_MATERIAL SUPPLIED:_
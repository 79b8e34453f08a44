//! Quova Parser
//!
//! Runs the pest grammar over source text and hands the resulting parse tree
//! to the [`Visitor`]. The parser is purely syntactic; every shape decision
//! (defaults, desugaring, partitioning) happens in the visitor.

use pest::{error::Error, iterators::Pair, Parser};
use pest_derive::Parser;
use tracing::debug;

use super::Visitor;
use crate::ast::QuovaFile;
use crate::diagnostics::{to_error_source, QuovaError, SourceArc, Span};
use crate::err_ctx;

#[derive(Parser)]
#[grammar = "syntax/quova.pest"]
pub struct QuovaParser;

// ============================================================================
// PUBLIC API
// ============================================================================

/// Parses and visits one compilation unit.
pub fn parse_file(source_text: &str, name: &str) -> Result<QuovaFile, QuovaError> {
    let source = to_error_source(name, source_text);
    let tree = parse_tree(source_text, &source)?;
    let file = Visitor::new(source).visit_file(tree)?;
    debug!(
        unit = name,
        declarations = file.declarations.len(),
        "visited compilation unit"
    );
    Ok(file)
}

/// Produces the `quova_file` parse tree without visiting it.
pub fn parse_tree<'i>(source_text: &'i str, source: &SourceArc) -> Result<Pair<'i, Rule>, QuovaError> {
    let mut pairs = QuovaParser::parse(Rule::quova_file, source_text)
        .map_err(|e| convert_parse_error(e, source))?;
    pairs
        .next()
        .ok_or_else(|| err_ctx!(MissingNode, "quova_file", source, Span::default()))
}

// ============================================================================
// UTILITIES
// ============================================================================

pub(crate) fn get_span(pair: &Pair<Rule>) -> Span {
    Span {
        start: pair.as_span().start(),
        end: pair.as_span().end(),
    }
}

// ============================================================================
// ERROR HANDLING
// ============================================================================

pub(crate) fn convert_parse_error<R: pest::RuleType>(error: Error<R>, source: &SourceArc) -> QuovaError {
    let span = match error.location {
        pest::error::InputLocation::Pos(pos) => Span {
            start: pos,
            end: pos,
        },
        pest::error::InputLocation::Span((start, end)) => Span { start, end },
    };

    let expected = error.variant.message().to_string();
    let message = if expected.contains("\")\"") {
        "Missing closing parenthesis"
    } else if expected.contains("\"}\"") {
        "Missing closing brace"
    } else if expected.contains("\";\"") {
        "Missing semicolon"
    } else {
        "Syntax error"
    };

    err_ctx!(Parse, message, source, span, expected)
}
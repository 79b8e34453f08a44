fn main() {
    quova::cli::run();
}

_TASK OBJECTIVE:_
Return exactly the lines from the beginning of the data above through the one containing "use super::Visitor;", please. Include both end lines and add nothing else.

_FINISHED EXERCISE:_
repository 79b8e34453f08a44
//! Quova Parser
//!
//! Runs the pest grammar over source text and hands the resulting parse tree
//! to the [`Visitor`]. The parser is purely syntactic; every shape decision
//! (defaults, desugaring, partitioning) happens in the visitor.

use pest::{error::Error, iterators::Pair, Parser};
use pest_derive::Parser;
use tracing::debug;

use super::Visitor;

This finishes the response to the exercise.